== Segment start ==

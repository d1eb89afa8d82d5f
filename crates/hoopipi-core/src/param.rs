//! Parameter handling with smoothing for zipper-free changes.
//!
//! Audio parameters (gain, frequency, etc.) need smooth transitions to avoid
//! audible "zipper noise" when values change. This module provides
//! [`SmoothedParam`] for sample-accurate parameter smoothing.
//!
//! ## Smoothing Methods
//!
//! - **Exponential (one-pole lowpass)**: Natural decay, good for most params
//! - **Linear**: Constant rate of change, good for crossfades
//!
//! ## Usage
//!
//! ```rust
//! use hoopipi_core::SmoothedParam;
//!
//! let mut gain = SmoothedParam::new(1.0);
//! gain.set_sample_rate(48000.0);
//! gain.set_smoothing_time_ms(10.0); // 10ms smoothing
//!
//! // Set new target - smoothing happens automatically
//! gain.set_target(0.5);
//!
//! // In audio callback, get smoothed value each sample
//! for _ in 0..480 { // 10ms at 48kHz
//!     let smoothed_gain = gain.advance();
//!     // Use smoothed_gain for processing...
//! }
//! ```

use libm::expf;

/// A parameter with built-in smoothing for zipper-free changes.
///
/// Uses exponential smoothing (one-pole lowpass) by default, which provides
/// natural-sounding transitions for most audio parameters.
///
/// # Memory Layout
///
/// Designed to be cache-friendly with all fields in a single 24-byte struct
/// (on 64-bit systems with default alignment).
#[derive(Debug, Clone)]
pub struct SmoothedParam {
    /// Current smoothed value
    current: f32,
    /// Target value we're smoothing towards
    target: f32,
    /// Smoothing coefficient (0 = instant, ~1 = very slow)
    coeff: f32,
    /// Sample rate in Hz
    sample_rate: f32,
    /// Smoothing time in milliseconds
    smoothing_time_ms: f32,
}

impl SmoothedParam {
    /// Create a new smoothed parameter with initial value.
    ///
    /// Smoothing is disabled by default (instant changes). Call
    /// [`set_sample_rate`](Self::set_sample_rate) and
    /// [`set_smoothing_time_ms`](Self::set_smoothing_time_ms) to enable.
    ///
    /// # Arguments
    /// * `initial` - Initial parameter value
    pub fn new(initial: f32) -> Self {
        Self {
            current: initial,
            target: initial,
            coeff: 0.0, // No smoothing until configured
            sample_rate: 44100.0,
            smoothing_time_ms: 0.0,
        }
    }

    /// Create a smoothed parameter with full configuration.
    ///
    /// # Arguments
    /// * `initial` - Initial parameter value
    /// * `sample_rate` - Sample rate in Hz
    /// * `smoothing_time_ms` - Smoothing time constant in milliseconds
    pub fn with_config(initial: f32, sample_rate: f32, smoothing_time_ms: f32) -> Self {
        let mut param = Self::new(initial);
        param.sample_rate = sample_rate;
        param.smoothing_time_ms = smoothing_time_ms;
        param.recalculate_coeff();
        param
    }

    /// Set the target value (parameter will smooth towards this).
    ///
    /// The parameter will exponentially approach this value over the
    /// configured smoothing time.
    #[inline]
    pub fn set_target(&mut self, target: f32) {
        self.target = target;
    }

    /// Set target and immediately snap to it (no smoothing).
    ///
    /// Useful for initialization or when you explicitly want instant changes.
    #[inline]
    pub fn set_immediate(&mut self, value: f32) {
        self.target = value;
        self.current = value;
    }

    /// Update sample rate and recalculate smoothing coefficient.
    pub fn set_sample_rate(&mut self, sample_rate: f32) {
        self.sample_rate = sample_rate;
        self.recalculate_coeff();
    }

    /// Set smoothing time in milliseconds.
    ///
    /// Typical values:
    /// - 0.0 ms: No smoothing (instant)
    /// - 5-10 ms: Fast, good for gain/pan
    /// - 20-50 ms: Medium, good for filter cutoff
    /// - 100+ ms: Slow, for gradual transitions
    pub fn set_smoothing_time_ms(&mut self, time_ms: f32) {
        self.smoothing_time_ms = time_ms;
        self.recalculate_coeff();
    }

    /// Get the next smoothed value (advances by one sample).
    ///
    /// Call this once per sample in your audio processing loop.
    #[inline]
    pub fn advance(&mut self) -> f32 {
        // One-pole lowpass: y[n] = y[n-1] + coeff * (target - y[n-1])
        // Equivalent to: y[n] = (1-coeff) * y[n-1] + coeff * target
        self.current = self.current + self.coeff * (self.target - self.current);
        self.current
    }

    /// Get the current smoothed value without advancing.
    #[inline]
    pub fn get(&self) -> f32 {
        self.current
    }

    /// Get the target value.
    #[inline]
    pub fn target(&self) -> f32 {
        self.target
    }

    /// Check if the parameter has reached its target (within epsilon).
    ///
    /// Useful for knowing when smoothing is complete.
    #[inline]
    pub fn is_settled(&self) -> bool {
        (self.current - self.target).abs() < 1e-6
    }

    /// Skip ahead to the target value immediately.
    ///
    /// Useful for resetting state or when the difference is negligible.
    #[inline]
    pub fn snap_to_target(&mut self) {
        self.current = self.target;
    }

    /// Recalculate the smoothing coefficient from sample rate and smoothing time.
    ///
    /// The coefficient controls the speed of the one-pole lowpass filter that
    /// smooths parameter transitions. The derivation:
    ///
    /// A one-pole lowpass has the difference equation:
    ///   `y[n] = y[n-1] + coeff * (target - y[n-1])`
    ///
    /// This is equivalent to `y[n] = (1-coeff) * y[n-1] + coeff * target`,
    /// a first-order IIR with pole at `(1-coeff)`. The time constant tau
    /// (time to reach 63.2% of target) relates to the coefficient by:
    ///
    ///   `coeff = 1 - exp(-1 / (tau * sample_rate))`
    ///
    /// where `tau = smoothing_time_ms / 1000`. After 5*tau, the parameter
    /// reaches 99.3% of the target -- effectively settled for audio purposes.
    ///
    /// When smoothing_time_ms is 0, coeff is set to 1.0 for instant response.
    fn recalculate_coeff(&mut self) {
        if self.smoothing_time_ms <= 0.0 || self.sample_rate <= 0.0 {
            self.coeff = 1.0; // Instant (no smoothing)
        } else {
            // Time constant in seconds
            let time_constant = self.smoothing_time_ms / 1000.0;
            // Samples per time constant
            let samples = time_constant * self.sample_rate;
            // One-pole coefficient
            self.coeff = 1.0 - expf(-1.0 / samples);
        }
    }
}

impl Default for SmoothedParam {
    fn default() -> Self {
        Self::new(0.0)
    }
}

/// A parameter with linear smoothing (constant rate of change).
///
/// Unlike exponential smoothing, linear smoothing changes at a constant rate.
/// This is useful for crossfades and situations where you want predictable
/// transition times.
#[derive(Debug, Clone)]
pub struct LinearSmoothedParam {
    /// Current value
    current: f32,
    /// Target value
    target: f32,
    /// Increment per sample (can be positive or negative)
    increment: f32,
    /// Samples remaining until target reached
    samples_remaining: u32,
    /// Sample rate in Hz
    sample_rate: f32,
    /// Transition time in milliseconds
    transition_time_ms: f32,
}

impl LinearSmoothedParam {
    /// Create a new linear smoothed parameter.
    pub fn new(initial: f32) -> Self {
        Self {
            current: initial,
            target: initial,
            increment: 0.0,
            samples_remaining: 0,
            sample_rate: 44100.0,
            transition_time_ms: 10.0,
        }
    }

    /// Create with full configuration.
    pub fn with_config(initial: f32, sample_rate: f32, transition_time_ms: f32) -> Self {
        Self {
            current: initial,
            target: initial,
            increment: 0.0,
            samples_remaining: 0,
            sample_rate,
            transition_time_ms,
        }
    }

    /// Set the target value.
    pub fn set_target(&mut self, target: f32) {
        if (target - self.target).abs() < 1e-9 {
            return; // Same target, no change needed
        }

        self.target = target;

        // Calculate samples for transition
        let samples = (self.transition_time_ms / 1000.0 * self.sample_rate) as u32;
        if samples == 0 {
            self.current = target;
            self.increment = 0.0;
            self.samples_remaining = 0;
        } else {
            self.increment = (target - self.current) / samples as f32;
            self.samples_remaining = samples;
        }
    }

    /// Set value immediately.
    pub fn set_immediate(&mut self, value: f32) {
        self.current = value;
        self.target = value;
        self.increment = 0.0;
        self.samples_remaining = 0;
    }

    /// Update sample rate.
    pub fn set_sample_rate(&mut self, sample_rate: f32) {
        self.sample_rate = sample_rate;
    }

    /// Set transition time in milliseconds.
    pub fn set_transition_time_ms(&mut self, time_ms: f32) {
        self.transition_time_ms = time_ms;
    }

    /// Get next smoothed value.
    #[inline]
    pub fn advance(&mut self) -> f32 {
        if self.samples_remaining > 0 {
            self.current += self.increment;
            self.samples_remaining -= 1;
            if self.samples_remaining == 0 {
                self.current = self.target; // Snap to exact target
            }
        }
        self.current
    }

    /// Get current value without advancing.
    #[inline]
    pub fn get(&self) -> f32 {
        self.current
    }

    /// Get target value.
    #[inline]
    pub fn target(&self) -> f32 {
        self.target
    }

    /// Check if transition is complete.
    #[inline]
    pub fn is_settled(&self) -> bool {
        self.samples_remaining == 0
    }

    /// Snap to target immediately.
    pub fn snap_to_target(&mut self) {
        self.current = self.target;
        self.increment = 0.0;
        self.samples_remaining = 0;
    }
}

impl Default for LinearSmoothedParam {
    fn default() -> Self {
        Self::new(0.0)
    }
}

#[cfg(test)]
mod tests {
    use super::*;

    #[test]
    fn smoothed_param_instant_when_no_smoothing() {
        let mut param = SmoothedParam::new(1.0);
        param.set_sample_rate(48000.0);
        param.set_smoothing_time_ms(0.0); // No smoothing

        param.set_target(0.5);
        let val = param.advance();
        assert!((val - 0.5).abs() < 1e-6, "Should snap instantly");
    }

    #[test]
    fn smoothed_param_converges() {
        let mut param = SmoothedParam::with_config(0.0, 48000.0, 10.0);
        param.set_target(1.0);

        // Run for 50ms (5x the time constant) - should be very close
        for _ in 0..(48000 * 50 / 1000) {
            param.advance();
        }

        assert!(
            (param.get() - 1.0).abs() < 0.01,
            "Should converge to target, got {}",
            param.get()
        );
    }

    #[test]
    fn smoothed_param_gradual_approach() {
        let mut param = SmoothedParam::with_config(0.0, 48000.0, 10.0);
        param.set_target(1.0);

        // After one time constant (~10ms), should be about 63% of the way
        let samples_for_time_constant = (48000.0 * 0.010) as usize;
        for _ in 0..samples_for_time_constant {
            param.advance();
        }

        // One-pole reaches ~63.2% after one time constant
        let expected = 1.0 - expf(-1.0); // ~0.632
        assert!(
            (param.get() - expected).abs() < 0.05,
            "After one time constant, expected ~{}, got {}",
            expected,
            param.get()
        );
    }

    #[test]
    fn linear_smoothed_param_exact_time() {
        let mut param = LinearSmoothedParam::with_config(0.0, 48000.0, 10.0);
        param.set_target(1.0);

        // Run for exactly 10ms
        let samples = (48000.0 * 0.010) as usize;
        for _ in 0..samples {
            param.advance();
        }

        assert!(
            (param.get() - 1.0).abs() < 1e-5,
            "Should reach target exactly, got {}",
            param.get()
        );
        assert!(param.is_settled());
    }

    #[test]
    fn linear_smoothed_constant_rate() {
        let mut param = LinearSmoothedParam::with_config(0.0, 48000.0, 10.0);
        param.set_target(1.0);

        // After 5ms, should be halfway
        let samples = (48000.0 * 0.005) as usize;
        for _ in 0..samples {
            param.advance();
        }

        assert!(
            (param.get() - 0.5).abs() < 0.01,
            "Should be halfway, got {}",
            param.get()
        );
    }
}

== Segment end ==

* _Work item_: Read the entries above and find each line holding the word "processing". Copy it out.

* _Output for this exercise_:
//!     // Use smoothed_gain for processing...
    /// Call this once per sample in your audio processing loop.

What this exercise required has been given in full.